Generally, the larger the home loan, the stricter the eligibility requirements tend to be. However, here are the basic steps for getting a $300,000 mortgage.

  1. Determine how much you can afford. Calculate your net monthly income and expenses to ensure you can afford the new loan payment — and any additional expenses that come with it.
  2. Save as much as you can. Start setting aside money into an account for any upfront fees and closing costs, such as the down payment or appraisal fees. Extra cash also comes in handy when an unplanned expense (like home repairs) comes up.
  3. Check your credit report. You can get a free copy of your credit report from each of the three main credit bureaus at AnnualCreditReport.com. Review it for any errors, like incorrect late payments or charge-offs, and dispute them with the appropriate bureau to potentially boost your score.
  4. Compare mortgage lenders. It’s important to shop around and compare multiple lenders and loan options. Consider eligibility requirements, annual percentage rates (APRs), and terms to find the right loan for you.
  5. Get pre-approved. Once you’ve narrowed down your lender options, it’s a good idea to get pre-approved. This will determine how much you’re eligible to borrow based on your credit score, income, assets, and other aspects of your credit history. You’ll get a pre-approval letter from a lender or broker that’s good for 90 days. Getting pre-approved shows lenders that you’re serious about buying.
  6. Gather documentation. Having the necessary paperwork on-hand can streamline your loan application process. You’ll likely need to provide a government-issued ID, recent W-2s or tax returns, and bank statements.
  7. Choose the home loan type. Check which types of loans you’re eligible for and determine which mortgage works best for your unique financial situation. Some loans have different requirements when it comes to factors like credit score or down payment.
  8. Select a repayment term. Choose a repayment term that works with your monthly budget and your long-term financial goals. Remember that longer terms mean smaller monthly payments but greater interest costs over time, while shorter terms mean larger monthly payments but less interest paid overall.
  9. Apply for the loan. If your purchase offer is accepted, you’ll complete a full application and wait for the lender’s decision. In some cases, they might require additional information or documentation.
  10. Close on the home loan. Once approved, you’ll complete the closing process, sign any final forms, and pay closing costs. Congrats! You’re now a new homeowner.

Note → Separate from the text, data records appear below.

use std::collections::HashMap;

use crate::header::Header;
use crate::record::Record;

/// The values extracted from a record for one named column group.
#[derive(Debug, Clone, PartialEq, Eq)]
pub enum GroupData {
    /// A mandatory-prefix-only group: the non-empty values of every column
    /// whose name starts with the prefix, in header order.
    Single(Vec<String>),

    /// A correlated group: one ordered `(search term, value)` map per
    /// suffix found after the mandatory prefix, in header-scan order.
    Multiple(Vec<Vec<(String, String)>>),
}

impl GroupData {
    /// The flat values of a `Single` group.
    pub fn values(self) -> Option<Vec<String>> {
        match self {
            GroupData::Single(values) => Some(values),
            GroupData::Multiple(_) => None,
        }
    }

    /// The per-suffix maps of a `Multiple` group.
    pub fn maps(self) -> Option<Vec<Vec<(String, String)>>> {
        match self {
            GroupData::Single(_) => None,
            GroupData::Multiple(maps) => Some(maps),
        }
    }
}

#[derive(Debug, Clone)]
struct GroupDef {
    name: String,
    mandatory: String,
    additional: Vec<String>,
}

#[derive(Debug, Clone)]
enum CachedGroup {
    Single {
        indices: Vec<usize>,
    },
    Multiple {
        search: Vec<String>,
        groups: Vec<SuffixGroup>,
    },
}

/// One distinct suffix found after the mandatory prefix, with the column
/// index of each search term sharing it (`None` when an additional term
/// has no column under this suffix). Index 0 is always the mandatory term.
#[derive(Debug, Clone)]
struct SuffixGroup {
    suffix: String,
    indices: Vec<Option<usize>>,
}

/// Per-table cache of column-group index mappings.
///
/// Definitions are kept in a replayable ledger: a group declared before
/// the header is known is built as soon as the header arrives, and every
/// group is rebuilt when the header is replaced (projection, column
/// addition). Built entries are immutable; resolving is read-only.
#[derive(Debug, Default, Clone)]
pub(crate) struct GroupCache {
    defs: Vec<GroupDef>,
    entries: HashMap<String, CachedGroup>,
}

impl GroupCache {
    /// Declare a group. Redefining a name overwrites its cached entry.
    pub(crate) fn define(
        &mut self,
        header: &Header,
        name: &str,
        mandatory: &str,
        additional: &[&str],
    ) {
        let def = GroupDef {
            name: name.to_string(),
            mandatory: mandatory.to_string(),
            additional: additional.iter().map(|s| s.to_string()).collect(),
        };

        if header.is_set() {
            self.build(header, &def);
        }

        self.defs.retain(|existing| existing.name != def.name);
        self.defs.push(def);
    }

    /// Rebuild every cached entry against a (new) header, replaying the
    /// definitions ledger.
    pub(crate) fn rebuild(&mut self, header: &Header) {
        self.entries.clear();

        let defs = std::mem::take(&mut self.defs);

        for def in defs.iter() {
            self.build(header, def);
        }

        self.defs = defs;
    }

    fn build(&mut self, header: &Header, def: &GroupDef) {
        // Prefix matching is a literal, case-sensitive leading-substring
        // test: "Spec" also matches a column named "Specifications".
        let matches = header
            .names()
            .iter()
            .enumerate()
            .filter(|(_, name)| name.starts_with(&def.mandatory));

        let cached = if def.additional.is_empty() {
            CachedGroup::Single {
                indices: matches.map(|(index, _)| index).collect(),
            }
        } else {
            let mut groups = Vec::new();

            for (index, name) in matches {
                let suffix = name[def.mandatory.len()..].to_string();

                let mut indices = vec![Some(index)];

                for term in def.additional.iter() {
                    indices.push(header.index_of(&format!("{}{}", term, suffix)));
                }

                groups.push(SuffixGroup { suffix, indices });
            }

            let mut search = vec![def.mandatory.clone()];
            search.extend(def.additional.iter().cloned());

            CachedGroup::Multiple { search, groups }
        };

        self.entries.insert(def.name.clone(), cached);
    }

    /// Extract a group's values from a record. `trim_suffixes` controls
    /// whether the keys of a `Multiple` group keep their suffix appended.
    pub(crate) fn resolve(
        &self,
        name: &str,
        record: &Record,
        trim_suffixes: bool,
    ) -> Option<GroupData> {
        match self.entries.get(name)? {
            CachedGroup::Single { indices } => {
                let values = indices
                    .iter()
                    .filter_map(|&index| record.cell(index))
                    .filter(|value| !value.is_empty())
                    .map(str::to_string)
                    .collect();

                Some(GroupData::Single(values))
            }
            CachedGroup::Multiple { search, groups } => {
                let maps = groups
                    .iter()
                    .map(|group| {
                        search
                            .iter()
                            .zip(group.indices.iter())
                            .filter_map(|(term, index)| {
                                let value = record.cell((*index)?)?.to_string();

                                let key = if trim_suffixes {
                                    term.clone()
                                } else {
                                    format!("{}{}", term, group.suffix)
                                };

                                Some((key, value))
                            })
                            .collect()
                    })
                    .collect();

                Some(GroupData::Multiple(maps))
            }
        }
    }
}

#[cfg(test)]
mod tests {
    use super::*;

    fn spec_header() -> Header {
        let mut header = Header::default();
        header
            .set(
                [
                    "Specification 1",
                    "Value 1",
                    "UOM 1",
                    "Specification 2",
                    "Value 2",
                    "UOM 2",
                    "Specification 3",
                    "Value 3",
                    "UOM 3",
                ]
                .iter()
                .map(|n| n.to_string())
                .collect(),
                false,
            )
            .unwrap();
        header
    }

    fn spec_record() -> Record {
        Record::from(["Length", "20", "in", "Height", "30", "in", "Weight", "100", "lb"])
    }

    #[test]
    fn test_correlated_grouping() {
        let header = spec_header();

        let mut cache = GroupCache::default();
        cache.define(&header, "specs", "Specification", &["Value", "UOM"]);

        let maps = cache
            .resolve("specs", &spec_record(), true)
            .unwrap()
            .maps()
            .unwrap();

        assert_eq!(maps.len(), 3);
        assert_eq!(
            maps[1],
            vec![
                ("Specification".to_string(), "Height".to_string()),
                ("Value".to_string(), "30".to_string()),
                ("UOM".to_string(), "in".to_string()),
            ]
        );
    }

    #[test]
    fn test_correlated_grouping_keeping_suffixes() {
        let header = spec_header();

        let mut cache = GroupCache::default();
        cache.define(&header, "specs", "Specification", &["Value", "UOM"]);

        let maps = cache
            .resolve("specs", &spec_record(), false)
            .unwrap()
            .maps()
            .unwrap();

        assert_eq!(
            maps[2],
            vec![
                ("Specification 3".to_string(), "Weight".to_string()),
                ("Value 3".to_string(), "100".to_string()),
                ("UOM 3".to_string(), "lb".to_string()),
            ]
        );
    }

    #[test]
    fn test_single_grouping_skips_empty_values() {
        let header = spec_header();

        let mut cache = GroupCache::default();
        cache.define(&header, "specs", "Specification", &[]);

        let values = cache
            .resolve("specs", &spec_record(), true)
            .unwrap()
            .values()
            .unwrap();

        assert_eq!(values, vec!["Length", "Height", "Weight"]);

        let sparse = Record::from(["Length", "20", "in", "", "30", "in", "Weight", "100", "lb"]);
        let values = cache
            .resolve("specs", &sparse, true)
            .unwrap()
            .values()
            .unwrap();

        assert_eq!(values, vec!["Length", "Weight"]);
    }

    #[test]
    fn test_resolving_is_deterministic() {
        let header = spec_header();
        let record = spec_record();

        let mut cache = GroupCache::default();
        cache.define(&header, "specs", "Specification", &["Value", "UOM"]);

        let first = cache.resolve("specs", &record, true);
        let second = cache.resolve("specs", &record, true);

        assert_eq!(first, second);
    }

    #[test]
    fn test_unknown_group_and_no_matches() {
        let mut header = Header::default();
        header.set(vec!["testing".to_string()], false).unwrap();

        let mut cache = GroupCache::default();
        cache.define(&header, "selling_props", "selling-prop-", &[]);

        let record = Record::from(["woop woop"]);

        assert_eq!(
            cache.resolve("selling_props", &record, true),
            Some(GroupData::Single(Vec::new()))
        );
        assert_eq!(cache.resolve("nope", &record, true), None);
    }

    #[test]
    fn test_prefix_match_is_literal() {
        let mut header = Header::default();
        header
            .set(
                vec!["Spec".to_string(), "Specifications".to_string(), "spec".to_string()],
                false,
            )
            .unwrap();

        let mut cache = GroupCache::default();
        cache.define(&header, "g", "Spec", &[]);

        let record = Record::from(["a", "b", "c"]);

        // Case-sensitive leading-substring test: "spec" is out,
        // "Specifications" is in.
        assert_eq!(
            cache.resolve("g", &record, true).unwrap().values().unwrap(),
            vec!["a", "b"]
        );
    }

    #[test]
    fn test_definition_before_header_is_replayed() {
        let empty = Header::default();

        let mut cache = GroupCache::default();
        cache.define(&empty, "specs", "Specification", &[]);

        assert_eq!(cache.resolve("specs", &spec_record(), true), None);

        cache.rebuild(&spec_header());

        assert_eq!(
            cache
                .resolve("specs", &spec_record(), true)
                .unwrap()
                .values()
                .unwrap(),
            vec!["Length", "Height", "Weight"]
        );
    }
}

Frequently asked questions

When’s the right time to refinance a home loan?

You might want to refinance your mortgage if current interest rates are lower than your existing rate and you want a smaller monthly payment. If your income has increased, you could also refinance your loan for a shorter term and higher monthly payment.

Can I get a home equity loan on a $300,000 mortgage?

A home equity loan lets you borrow money using the equity you’ve already earned in your home. These loans often come with lower interest rates than personal loans because they’re secured with your home as collateral. You might qualify for a home equity loan on a $300,000 mortgage, especially if your credit score and income are up to par.

Can I pay off my mortgage with a home equity loan?

You may be able to use a home equity loan or home equity line of credit (HELOC) to pay off your mortgage early. However, these options use your property as collateral, meaning you could lose your home to foreclosure if you fail to make payments.